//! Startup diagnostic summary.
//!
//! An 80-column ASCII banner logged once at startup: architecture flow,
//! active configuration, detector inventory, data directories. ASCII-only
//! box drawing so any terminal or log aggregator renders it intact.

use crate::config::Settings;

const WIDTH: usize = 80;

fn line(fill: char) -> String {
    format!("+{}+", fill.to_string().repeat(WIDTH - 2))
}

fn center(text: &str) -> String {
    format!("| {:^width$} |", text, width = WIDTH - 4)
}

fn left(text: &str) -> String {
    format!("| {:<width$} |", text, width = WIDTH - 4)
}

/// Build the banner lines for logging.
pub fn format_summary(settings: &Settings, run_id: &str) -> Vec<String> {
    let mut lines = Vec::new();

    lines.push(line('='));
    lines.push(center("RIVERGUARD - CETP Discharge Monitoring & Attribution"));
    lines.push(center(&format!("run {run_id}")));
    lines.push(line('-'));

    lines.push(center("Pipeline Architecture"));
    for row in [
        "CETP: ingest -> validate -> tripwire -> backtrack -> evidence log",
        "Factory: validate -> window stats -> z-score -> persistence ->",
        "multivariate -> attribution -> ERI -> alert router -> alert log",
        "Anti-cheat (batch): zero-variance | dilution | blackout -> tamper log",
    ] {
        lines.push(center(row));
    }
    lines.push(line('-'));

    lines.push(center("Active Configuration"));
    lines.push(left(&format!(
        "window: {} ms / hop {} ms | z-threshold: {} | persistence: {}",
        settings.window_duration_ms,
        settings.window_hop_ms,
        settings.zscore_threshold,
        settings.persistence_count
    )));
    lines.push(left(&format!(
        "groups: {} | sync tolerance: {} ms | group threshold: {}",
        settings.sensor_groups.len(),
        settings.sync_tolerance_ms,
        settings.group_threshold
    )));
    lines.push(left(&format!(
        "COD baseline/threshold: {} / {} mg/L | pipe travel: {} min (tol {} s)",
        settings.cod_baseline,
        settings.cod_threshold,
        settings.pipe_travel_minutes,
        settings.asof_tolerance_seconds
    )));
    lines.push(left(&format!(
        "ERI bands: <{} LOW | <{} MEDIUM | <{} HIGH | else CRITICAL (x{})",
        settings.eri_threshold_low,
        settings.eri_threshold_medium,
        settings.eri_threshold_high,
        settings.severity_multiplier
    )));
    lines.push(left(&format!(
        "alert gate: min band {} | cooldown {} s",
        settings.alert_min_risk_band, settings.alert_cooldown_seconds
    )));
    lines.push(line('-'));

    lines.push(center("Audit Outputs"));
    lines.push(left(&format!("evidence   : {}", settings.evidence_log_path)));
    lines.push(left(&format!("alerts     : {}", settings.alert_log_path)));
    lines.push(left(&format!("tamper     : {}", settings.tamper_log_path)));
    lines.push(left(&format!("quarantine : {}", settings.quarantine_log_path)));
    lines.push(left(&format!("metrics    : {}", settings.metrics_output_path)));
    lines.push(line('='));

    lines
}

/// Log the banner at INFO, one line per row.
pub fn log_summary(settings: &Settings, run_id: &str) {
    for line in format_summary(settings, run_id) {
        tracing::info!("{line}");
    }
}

================

- _WHAT YOU SHOULD DO_
Wherever the string "text" occurs in the entries, copy that whole line.

- _OUTPUT OF THE EXERCISE_
fn center(text: &str) -> String {
    format!("| {:^width$} |", text, width = WIDTH - 4)
fn left(text: &str) -> String {
    format!("| {:<width$} |", text, width = WIDTH - 4)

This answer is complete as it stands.